My son's psychologist recommended recently to see a MD and get a med for mood swings. My son has developed them since the inception of his puberty. At first, I was eager to make an appointment and run for it, being disappointed in another specialist's inability to utilize their education to help my child. Then I thought if an NT teenager experiences mood swings, would his/her parents put him on medication. Please share your experiences with medications for mood swings and their effect on ASD… read more
We have used meds fir a while but as both of the children have gone into puberty we noticed we needed to readdress the meds. We changed some and adjusted dosage as well. This process is not quick and it takes time and patients. Once you get the combination correct it does generally work.
I say the same thing about therapies as I do with meds. Don't give up just because you don't have the right Med, the right dosage or the right time of day to take it, and don't give up on the therapy because the therapist wasn't good. These things all take time and there is often no easy quick solution.
You have to think that you are using meds because of body chemistry and what is puberty, it is changed body chemistry. You have to adjust fir it so that is most likely why the meds are not working as well as they should. With all that being said don't give up on the therpies either because once you can take the edge off then the therapies will work again as well.
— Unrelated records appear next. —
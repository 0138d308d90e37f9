//! Web-map preparation CLI.
//!
//! Converts GeoTIFF rasters into PNG overlays with WGS84 bounds, samples
//! prediction rasters at ground stations, and transcodes PNGs to WebP.

mod discover;

use std::path::{Path, PathBuf};

use anyhow::{bail, Context, Result};
use clap::{Parser, Subcommand, ValueEnum};
use converter::{
    sample_stations, BatchSummary, BoundaryRef, ConvertRequest, Converter, ConverterConfig,
    RenderMode,
};
use renderer::webp::convert_png_to_webp;
use renderer::DEFAULT_WEBP_QUALITY;
use tracing::{error, info, warn, Level};
use tracing_subscriber::FmtSubscriber;

#[derive(Parser, Debug)]
#[command(name = "webmap-prep")]
#[command(about = "Prepare GeoTIFF rasters as web map overlays")]
struct Cli {
    /// Configuration file path
    #[arg(short, long, global = true, default_value = "webmap-prep.yaml")]
    config: PathBuf,

    /// Log level
    #[arg(long, global = true, default_value = "info")]
    log_level: String,

    /// Log output format
    #[arg(long, global = true, value_enum, default_value = "text")]
    log_format: LogFormat,

    #[command(subcommand)]
    command: Commands,
}

#[derive(Debug, Clone, Copy, PartialEq, Eq, ValueEnum)]
enum LogFormat {
    Text,
    Json,
}

#[derive(Debug, Clone, Copy, PartialEq, Eq, ValueEnum)]
enum ModeArg {
    Truecolor,
    Scalar,
}

#[derive(Subcommand, Debug)]
enum Commands {
    /// Convert one GeoTIFF to a PNG and bounds file
    Convert {
        /// Input GeoTIFF
        input: PathBuf,

        /// Output directory
        #[arg(short, long, default_value = ".")]
        output: PathBuf,

        /// Boundary GeoJSON used for clipping
        #[arg(long, requires = "region")]
        boundary: Option<PathBuf>,

        /// Region (feature name) to clip to
        #[arg(long)]
        region: Option<String>,

        /// Rendering mode (inferred from the file name by default)
        #[arg(long, value_enum)]
        mode: Option<ModeArg>,

        /// Category for scalar mode, e.g. NO2
        #[arg(long)]
        category: Option<String>,
    },

    /// Convert every GeoTIFF under a directory
    Batch {
        /// Input root; `<root>/<region>/...` names the region of each file
        input: PathBuf,

        /// Output root, mirroring the input layout
        #[arg(short, long)]
        output: PathBuf,

        /// Boundary GeoJSON used for clipping
        #[arg(long)]
        boundary: Option<PathBuf>,

        /// Region for every file instead of the directory name
        #[arg(long)]
        region: Option<String>,

        /// Skip files whose outputs already exist
        #[arg(long)]
        skip_existing: bool,
    },

    /// Sample a prediction raster at station locations
    SampleStations {
        /// Prediction GeoTIFF
        raster: PathBuf,

        /// Station GeoJSON (Points)
        #[arg(short, long)]
        stations: PathBuf,

        /// Output GeoJSON
        #[arg(short, long)]
        output: PathBuf,

        /// Region whose configured bounds select the stations
        #[arg(long)]
        region: Option<String>,
    },

    /// Transcode every PNG under a directory to WebP
    Webp {
        /// Directory of PNGs
        input: PathBuf,

        /// WebP quality (0-100)
        #[arg(short, long)]
        quality: Option<f32>,
    },
}

fn main() -> Result<()> {
    let cli = Cli::parse();
    init_tracing(&cli.log_level, cli.log_format)?;

    let mut config = ConverterConfig::load_or_default(&cli.config);
    config.apply_env_overrides();

    match cli.command {
        Commands::Convert {
            input,
            output,
            boundary,
            region,
            mode,
            category,
        } => {
            let mode = render_mode(mode, category)?;
            let converter = Converter::new(config).context("Invalid configuration")?;
            let mut request = ConvertRequest::new(&input, &output);
            if let Some(mode) = mode {
                request = request.with_mode(mode);
            }
            if let (Some(path), Some(name)) = (boundary, region) {
                request = request.with_boundary(BoundaryRef::new(path, name));
            }

            let outcome = converter
                .convert(&request)
                .with_context(|| format!("Failed to convert {}", input.display()))?;
            for reason in &outcome.degradations {
                warn!(input = %input.display(), "{}", reason);
            }
            println!("{}", outcome.value.image.display());
            println!("{}", outcome.value.bounds.display());
            Ok(())
        }
        Commands::Batch {
            input,
            output,
            boundary,
            region,
            skip_existing,
        } => {
            let converter = Converter::new(config).context("Invalid configuration")?;
            let summary = run_batch(&converter, &input, &output, boundary, region, skip_existing)?;
            println!("{}", summary);
            for (path, message) in &summary.failed {
                println!("  failed: {}: {}", path.display(), message);
            }
            if !summary.is_success() {
                bail!("{} of {} files failed", summary.failed.len(), summary.total());
            }
            Ok(())
        }
        Commands::SampleStations {
            raster,
            stations,
            output,
            region,
        } => {
            config.validate().context("Invalid configuration")?;
            let outcome = sample_stations(&raster, &stations, &output, &config, region.as_deref())
                .with_context(|| format!("Failed to sample {}", raster.display()))?;
            let report = outcome.value;
            println!(
                "{} stations, {} in bounds, {} with predictions, {} missing",
                report.total,
                report.in_bounds,
                report.with_prediction,
                report.missing()
            );
            Ok(())
        }
        Commands::Webp { input, quality } => {
            let quality = quality
                .or(config.webp_quality)
                .unwrap_or(DEFAULT_WEBP_QUALITY);
            if !(0.0..=100.0).contains(&quality) {
                bail!("WebP quality {} is outside 0-100", quality);
            }
            let converted = transcode_dir(&input, quality)?;
            println!("{} PNG files converted to WebP", converted);
            Ok(())
        }
    }
}

fn init_tracing(log_level: &str, format: LogFormat) -> Result<()> {
    let level = match log_level.to_lowercase().as_str() {
        "trace" => Level::TRACE,
        "debug" => Level::DEBUG,
        "info" => Level::INFO,
        "warn" => Level::WARN,
        "error" => Level::ERROR,
        _ => Level::INFO,
    };

    let builder = FmtSubscriber::builder()
        .with_max_level(level)
        .with_target(true)
        .with_writer(std::io::stderr);
    match format {
        LogFormat::Json => tracing::subscriber::set_global_default(builder.json().finish())?,
        LogFormat::Text => tracing::subscriber::set_global_default(builder.finish())?,
    }
    Ok(())
}

fn render_mode(mode: Option<ModeArg>, category: Option<String>) -> Result<Option<RenderMode>> {
    match (mode, category) {
        (Some(ModeArg::Truecolor), _) => Ok(Some(RenderMode::TrueColor)),
        (Some(ModeArg::Scalar), Some(category)) | (None, Some(category)) => {
            Ok(Some(RenderMode::Scalar { category }))
        }
        (Some(ModeArg::Scalar), None) => bail!("--mode scalar needs --category"),
        (None, None) => Ok(None),
    }
}

/// Convert every GeoTIFF under `input`; failures are recorded, not raised.
fn run_batch(
    converter: &Converter,
    input: &Path,
    output: &Path,
    boundary: Option<PathBuf>,
    region: Option<String>,
    skip_existing: bool,
) -> Result<BatchSummary> {
    let mut files = discover::find_files(input, "tif")?;
    files.extend(discover::find_files(input, "tiff")?);
    files.sort();
    info!(input = %input.display(), count = files.len(), "Starting batch conversion");

    let mut summary = BatchSummary::default();
    for file in &files {
        let out_dir = discover::mirrored_dir(input, file, output);
        let mut request = ConvertRequest::new(file, out_dir).skip_existing(skip_existing);

        let name = region.clone().or_else(|| discover::region_from_path(input, file));
        if let (Some(path), Some(name)) = (&boundary, name) {
            request = request.with_boundary(BoundaryRef::new(path, name));
        }

        let result = converter.convert(&request);
        if let Err(e) = &result {
            error!(input = %file.display(), error = %e, "Conversion failed");
        }
        summary.record(file, &result);
    }

    info!(
        converted = summary.converted,
        skipped = summary.skipped,
        degraded = summary.degraded,
        failed = summary.failed.len(),
        "Batch conversion finished"
    );
    Ok(summary)
}

/// Write a `.webp` next to every PNG under `input`.
fn transcode_dir(input: &Path, quality: f32) -> Result<usize> {
    let files = discover::find_files(input, "png")?;
    let mut converted = 0;
    for png_path in &files {
        let png = std::fs::read(png_path)
            .with_context(|| format!("Failed to read {}", png_path.display()))?;
        let webp = match convert_png_to_webp(&png, quality) {
            Ok(data) => data,
            Err(e) => {
                warn!(path = %png_path.display(), error = %e, "Skipping PNG");
                continue;
            }
        };
        let webp_path = png_path.with_extension("webp");
        std::fs::write(&webp_path, &webp)
            .with_context(|| format!("Failed to write {}", webp_path.display()))?;
        info!(
            path = %webp_path.display(),
            png_bytes = png.len(),
            webp_bytes = webp.len(),
            "Wrote WebP"
        );
        converted += 1;
    }
    Ok(converted)
}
My son had already been on atypical antipsychotics (Risperdal, then Abilify. now Seroquil) for SIBs and aggression but we had kept the dosage minimal (for fear of side effects) so they weren't effective when the mood swings kicked in and being that he's MR and impulsive ABA wasn't having any effect in behavior modification. The mood swings and outbursts became so severe that we had to put him in an inpatient program for about a month. Afterward he was still acting out so severely (and we were so sleep deprived, stressed out and fearful for our younger son) that it was determined that it would be best to just transfer him to a residential treatment facility where he's been since last September.
Since then, they've increased the antipsychotics to the maximum dosage but (IMO) his outbursts have become learned behavior and (based on family history) we're all starting to think that maybe some sort of sedative might be better suited. He's already on a minimal dose in the evenings to help with sleep.
Thank you for your answers, comments, advice, and recommendations. And support, this is what is most important and needed to all of us.